◆ Data records:
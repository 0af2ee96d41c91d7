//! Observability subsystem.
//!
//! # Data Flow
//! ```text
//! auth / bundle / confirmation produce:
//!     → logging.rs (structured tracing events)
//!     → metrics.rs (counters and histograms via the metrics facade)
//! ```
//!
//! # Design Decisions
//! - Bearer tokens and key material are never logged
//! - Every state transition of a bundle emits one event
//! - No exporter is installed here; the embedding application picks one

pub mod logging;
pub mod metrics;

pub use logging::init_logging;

==

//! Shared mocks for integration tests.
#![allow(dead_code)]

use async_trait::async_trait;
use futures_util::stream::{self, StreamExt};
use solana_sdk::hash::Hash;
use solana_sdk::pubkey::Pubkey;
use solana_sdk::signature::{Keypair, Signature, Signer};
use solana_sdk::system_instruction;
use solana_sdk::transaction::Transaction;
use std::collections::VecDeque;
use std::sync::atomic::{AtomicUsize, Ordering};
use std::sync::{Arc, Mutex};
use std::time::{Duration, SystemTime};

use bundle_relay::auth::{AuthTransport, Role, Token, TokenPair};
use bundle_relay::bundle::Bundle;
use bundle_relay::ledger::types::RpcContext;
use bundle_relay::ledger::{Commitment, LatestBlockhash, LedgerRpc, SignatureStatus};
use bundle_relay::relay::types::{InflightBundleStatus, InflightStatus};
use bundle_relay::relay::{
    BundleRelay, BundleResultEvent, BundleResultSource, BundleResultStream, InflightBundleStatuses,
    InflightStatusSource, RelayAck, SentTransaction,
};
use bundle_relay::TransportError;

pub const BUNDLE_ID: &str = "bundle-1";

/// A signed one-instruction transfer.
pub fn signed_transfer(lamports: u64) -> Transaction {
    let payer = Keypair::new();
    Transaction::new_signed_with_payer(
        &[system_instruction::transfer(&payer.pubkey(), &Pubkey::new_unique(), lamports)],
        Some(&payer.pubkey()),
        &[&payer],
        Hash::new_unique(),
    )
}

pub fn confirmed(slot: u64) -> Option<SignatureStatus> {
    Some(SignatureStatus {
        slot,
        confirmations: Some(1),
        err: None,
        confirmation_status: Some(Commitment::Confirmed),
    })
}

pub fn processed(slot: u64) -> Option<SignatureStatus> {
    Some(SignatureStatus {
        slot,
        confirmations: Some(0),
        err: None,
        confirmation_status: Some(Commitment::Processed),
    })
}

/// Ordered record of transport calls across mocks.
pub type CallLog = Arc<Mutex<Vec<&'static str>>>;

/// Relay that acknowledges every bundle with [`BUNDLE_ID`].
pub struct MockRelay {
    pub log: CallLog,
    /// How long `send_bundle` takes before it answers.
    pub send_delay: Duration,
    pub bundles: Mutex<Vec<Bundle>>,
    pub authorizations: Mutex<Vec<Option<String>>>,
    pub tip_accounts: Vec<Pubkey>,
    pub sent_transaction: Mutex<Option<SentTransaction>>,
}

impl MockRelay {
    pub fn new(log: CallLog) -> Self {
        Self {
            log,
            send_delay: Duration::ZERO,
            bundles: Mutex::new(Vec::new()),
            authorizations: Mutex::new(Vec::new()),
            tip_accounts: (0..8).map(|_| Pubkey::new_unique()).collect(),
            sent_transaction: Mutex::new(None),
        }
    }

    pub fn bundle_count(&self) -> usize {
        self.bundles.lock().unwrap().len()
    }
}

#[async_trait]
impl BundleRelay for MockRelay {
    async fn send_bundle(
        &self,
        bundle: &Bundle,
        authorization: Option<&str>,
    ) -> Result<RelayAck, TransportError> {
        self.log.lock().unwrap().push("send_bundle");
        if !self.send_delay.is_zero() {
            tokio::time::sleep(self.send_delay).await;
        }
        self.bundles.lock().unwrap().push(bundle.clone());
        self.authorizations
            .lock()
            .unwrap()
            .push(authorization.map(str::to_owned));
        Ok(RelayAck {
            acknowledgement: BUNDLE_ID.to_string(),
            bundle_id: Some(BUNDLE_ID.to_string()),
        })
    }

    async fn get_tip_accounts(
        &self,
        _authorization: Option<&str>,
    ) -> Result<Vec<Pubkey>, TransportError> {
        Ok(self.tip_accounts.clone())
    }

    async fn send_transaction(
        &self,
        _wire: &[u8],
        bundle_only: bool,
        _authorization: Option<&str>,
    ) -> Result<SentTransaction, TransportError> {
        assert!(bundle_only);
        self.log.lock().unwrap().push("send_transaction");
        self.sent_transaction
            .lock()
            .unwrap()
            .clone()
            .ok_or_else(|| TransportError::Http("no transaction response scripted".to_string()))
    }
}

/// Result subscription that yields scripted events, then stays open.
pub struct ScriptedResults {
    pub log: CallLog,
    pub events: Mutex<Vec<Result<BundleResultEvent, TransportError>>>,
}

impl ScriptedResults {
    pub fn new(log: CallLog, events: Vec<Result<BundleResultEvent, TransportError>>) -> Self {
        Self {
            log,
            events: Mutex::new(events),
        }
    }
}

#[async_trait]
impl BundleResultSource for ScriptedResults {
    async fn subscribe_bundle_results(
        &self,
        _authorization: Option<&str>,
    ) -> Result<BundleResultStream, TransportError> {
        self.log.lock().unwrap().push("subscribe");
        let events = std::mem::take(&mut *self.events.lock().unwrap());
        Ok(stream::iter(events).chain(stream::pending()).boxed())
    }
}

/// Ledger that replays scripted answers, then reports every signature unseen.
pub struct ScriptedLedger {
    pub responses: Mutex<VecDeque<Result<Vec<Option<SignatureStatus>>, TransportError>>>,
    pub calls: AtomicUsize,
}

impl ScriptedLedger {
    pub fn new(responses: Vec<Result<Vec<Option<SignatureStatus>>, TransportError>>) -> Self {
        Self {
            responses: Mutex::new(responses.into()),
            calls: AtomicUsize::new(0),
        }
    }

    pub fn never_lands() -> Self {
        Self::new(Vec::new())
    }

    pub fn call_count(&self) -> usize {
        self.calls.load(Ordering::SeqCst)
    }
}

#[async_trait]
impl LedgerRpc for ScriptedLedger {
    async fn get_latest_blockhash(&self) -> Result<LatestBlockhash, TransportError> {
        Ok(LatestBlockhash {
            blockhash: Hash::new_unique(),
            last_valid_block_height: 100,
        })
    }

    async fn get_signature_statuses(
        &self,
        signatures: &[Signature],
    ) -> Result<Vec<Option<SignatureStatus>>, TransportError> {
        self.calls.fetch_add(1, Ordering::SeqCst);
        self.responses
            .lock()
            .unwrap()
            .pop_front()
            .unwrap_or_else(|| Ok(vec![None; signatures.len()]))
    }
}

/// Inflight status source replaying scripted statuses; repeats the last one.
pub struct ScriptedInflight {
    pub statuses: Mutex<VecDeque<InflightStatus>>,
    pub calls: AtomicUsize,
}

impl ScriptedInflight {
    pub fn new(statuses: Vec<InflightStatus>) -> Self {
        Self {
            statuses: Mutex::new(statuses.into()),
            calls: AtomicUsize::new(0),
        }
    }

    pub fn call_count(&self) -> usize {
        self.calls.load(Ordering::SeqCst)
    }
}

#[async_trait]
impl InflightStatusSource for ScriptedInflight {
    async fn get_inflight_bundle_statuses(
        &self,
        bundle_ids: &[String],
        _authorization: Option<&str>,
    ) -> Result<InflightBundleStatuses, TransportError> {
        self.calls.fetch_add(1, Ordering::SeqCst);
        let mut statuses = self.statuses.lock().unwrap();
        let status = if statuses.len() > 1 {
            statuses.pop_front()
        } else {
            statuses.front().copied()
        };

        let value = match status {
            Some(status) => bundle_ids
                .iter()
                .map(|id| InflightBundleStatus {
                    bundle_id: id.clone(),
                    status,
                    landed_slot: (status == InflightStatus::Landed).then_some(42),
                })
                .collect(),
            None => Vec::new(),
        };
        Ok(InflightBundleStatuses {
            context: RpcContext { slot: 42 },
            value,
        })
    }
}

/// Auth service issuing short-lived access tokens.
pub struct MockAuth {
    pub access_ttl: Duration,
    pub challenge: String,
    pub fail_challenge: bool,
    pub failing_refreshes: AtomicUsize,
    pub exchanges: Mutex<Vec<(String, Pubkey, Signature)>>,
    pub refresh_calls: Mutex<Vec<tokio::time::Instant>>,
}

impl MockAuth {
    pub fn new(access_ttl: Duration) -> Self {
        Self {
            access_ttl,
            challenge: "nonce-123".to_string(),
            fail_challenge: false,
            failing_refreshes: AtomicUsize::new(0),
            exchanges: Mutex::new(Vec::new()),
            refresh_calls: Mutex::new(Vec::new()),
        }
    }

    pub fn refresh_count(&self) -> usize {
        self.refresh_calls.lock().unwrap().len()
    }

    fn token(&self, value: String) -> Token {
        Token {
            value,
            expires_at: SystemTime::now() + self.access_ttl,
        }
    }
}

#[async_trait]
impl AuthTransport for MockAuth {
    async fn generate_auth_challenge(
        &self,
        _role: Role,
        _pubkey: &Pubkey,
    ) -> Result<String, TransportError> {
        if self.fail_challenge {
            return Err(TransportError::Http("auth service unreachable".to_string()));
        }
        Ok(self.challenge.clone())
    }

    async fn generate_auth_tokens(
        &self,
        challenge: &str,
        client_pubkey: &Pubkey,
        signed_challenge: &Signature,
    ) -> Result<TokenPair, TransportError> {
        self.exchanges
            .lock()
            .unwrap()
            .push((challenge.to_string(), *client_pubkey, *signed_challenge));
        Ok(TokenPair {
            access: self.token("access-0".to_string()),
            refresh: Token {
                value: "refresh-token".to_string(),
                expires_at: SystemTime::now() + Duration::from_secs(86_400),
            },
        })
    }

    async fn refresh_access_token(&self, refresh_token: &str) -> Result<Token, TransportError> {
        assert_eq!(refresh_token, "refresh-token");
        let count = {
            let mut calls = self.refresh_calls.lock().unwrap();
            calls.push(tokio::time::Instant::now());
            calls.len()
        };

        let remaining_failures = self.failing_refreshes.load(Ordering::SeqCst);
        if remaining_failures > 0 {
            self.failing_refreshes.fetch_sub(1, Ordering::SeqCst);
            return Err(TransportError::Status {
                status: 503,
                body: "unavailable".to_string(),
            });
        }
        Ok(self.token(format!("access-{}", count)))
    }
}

◆ Problem description: Which of the lines above contain "Ordering"? Return them all.

◆ Exercise solution:
use std::sync::atomic::{AtomicUsize, Ordering};
        self.calls.load(Ordering::SeqCst)
        self.calls.fetch_add(1, Ordering::SeqCst);
        self.calls.load(Ordering::SeqCst)
        self.calls.fetch_add(1, Ordering::SeqCst);
        let remaining_failures = self.failing_refreshes.load(Ordering::SeqCst);
            self.failing_refreshes.fetch_sub(1, Ordering::SeqCst);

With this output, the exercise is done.